This Just In: Upgrades and Downgrades

At The Motley Fool, we poke plenty of fun at Wall Street analysts, and their endless cycle of upgrades, downgrades, and "initiating coverage at neutral." While the pinstripe-and-wingtip crowd is entitled to its opinions, down here on Main Street, we've got some pretty sharp stockpickers, too. (And we're not always impressed with how Wall Street does its job.)

Given that, perhaps we shouldn't be giving virtual ink to "news" of analyst upgrades and downgrades. And we wouldn't -- if that were all we were doing. Fortunately, in "This Just In," we don't simply tell you what the analysts said. We also show you whether they know what they're talking about. To help, we've enlisted Motley Fool CAPS, our tool for rating stocks and analysts alike. With CAPS, we track the long-term performance of Wall Street's best and brightest -- and its worst and sorriest, too.
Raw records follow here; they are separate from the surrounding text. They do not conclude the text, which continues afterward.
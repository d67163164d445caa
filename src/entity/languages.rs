//! 语言实体

use sea_orm::entity::prelude::*;

#[derive(Clone, Debug, PartialEq, DeriveEntityModel)]
#[sea_orm(table_name = "languages")]
pub struct Model {
    #[sea_orm(primary_key)]
    pub id: i64,
    #[sea_orm(unique)]
    pub code: String,
    pub name: String,
    pub native_name: Option<String>,
    pub flag_emoji: Option<String>,
    pub is_active: bool,
    pub created_at: i64,
    pub updated_at: i64,
}

#[derive(Copy, Clone, Debug, EnumIter, DeriveRelation)]
pub enum Relation {}

impl ActiveModelBehavior for ActiveModel {}

impl Model {
    pub fn into_language(self) -> crate::models::languages::entities::Language {
        crate::models::languages::entities::Language {
            id: self.id,
            code: self.code,
            name: self.name,
            native_name: self.native_name,
            flag_emoji: self.flag_emoji,
            is_active: self.is_active,
            created_at: super::from_timestamp(self.created_at),
            updated_at: super::from_timestamp(self.updated_at),
        }
    }
}
pub mod error_code;
pub mod level;
pub mod pagination;
pub mod response;

pub use error_code::ErrorCode;
pub use level::ProficiencyLevel;
pub use pagination::{PaginatedResponse, PaginationInfo, PaginationQuery};
pub use response::ApiResponse;

/// 以字符串形式存储/传输的枚举
///
/// 生成 serde 重命名、`Display`、`FromStr` 以及 ts 类型导出。
#[macro_export]
macro_rules! define_string_enum {
    (
        $(#[$meta:meta])*
        $vis:vis enum $name:ident ($ts_file:tt) {
            $($variant:ident => $value:tt),+ $(,)?
        }
    ) => {
        $(#[$meta])*
        #[derive(Debug, Clone, Copy, PartialEq, Eq, Hash, ::serde::Serialize, ::serde::Deserialize, ::ts_rs::TS)]
        #[ts(export, export_to = $ts_file)]
        $vis enum $name {
            $(
                #[serde(rename = $value)]
                $variant,
            )+
        }

        impl $name {
            pub const ALL: &'static [$name] = &[$($name::$variant),+];

            pub fn as_str(&self) -> &'static str {
                match self {
                    $($name::$variant => $value,)+
                }
            }
        }

        impl ::std::fmt::Display for $name {
            fn fmt(&self, f: &mut ::std::fmt::Formatter<'_>) -> ::std::fmt::Result {
                f.write_str(self.as_str())
            }
        }

        impl ::std::str::FromStr for $name {
            type Err = String;

            fn from_str(s: &str) -> Result<Self, Self::Err> {
                match s {
                    $($value => Ok($name::$variant),)+
                    _ => Err(format!("Invalid {}: {s}", stringify!($name))),
                }
            }
        }
    };
}

#[cfg(test)]
mod tests {
    use super::ProficiencyLevel;

    #[test]
    fn test_string_enum_round_trip() {
        for level in ProficiencyLevel::ALL {
            assert_eq!(level.as_str().parse::<ProficiencyLevel>().unwrap(), *level);
        }
        assert_eq!(
            serde_json::to_string(&ProficiencyLevel::Intermediate).unwrap(),
            "\"intermediate\""
        );
        assert!("expert".parse::<ProficiencyLevel>().is_err());
    }
}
And speaking of the best ...
Apple
(Nasdaq: AAPL  ) giveth and Apple taketh away. Many a semiconductor and gadget hardware maker has ridden Cupertino's coattails to stellar gains over the past couple of years, based on their presence in the latest-and-greatest version of the iPod, iPad, and/or iPhone product lines.

This week, Skyworks Solutions (Nasdaq: SWKS  ) went the other way, taking an uppercut to the chin as Charter Equity analyst Ed Snyder downgraded the stock to a sell. Why? Because Skyworks is supposedly getting less action in the iPhone 5 than it got in last year's version.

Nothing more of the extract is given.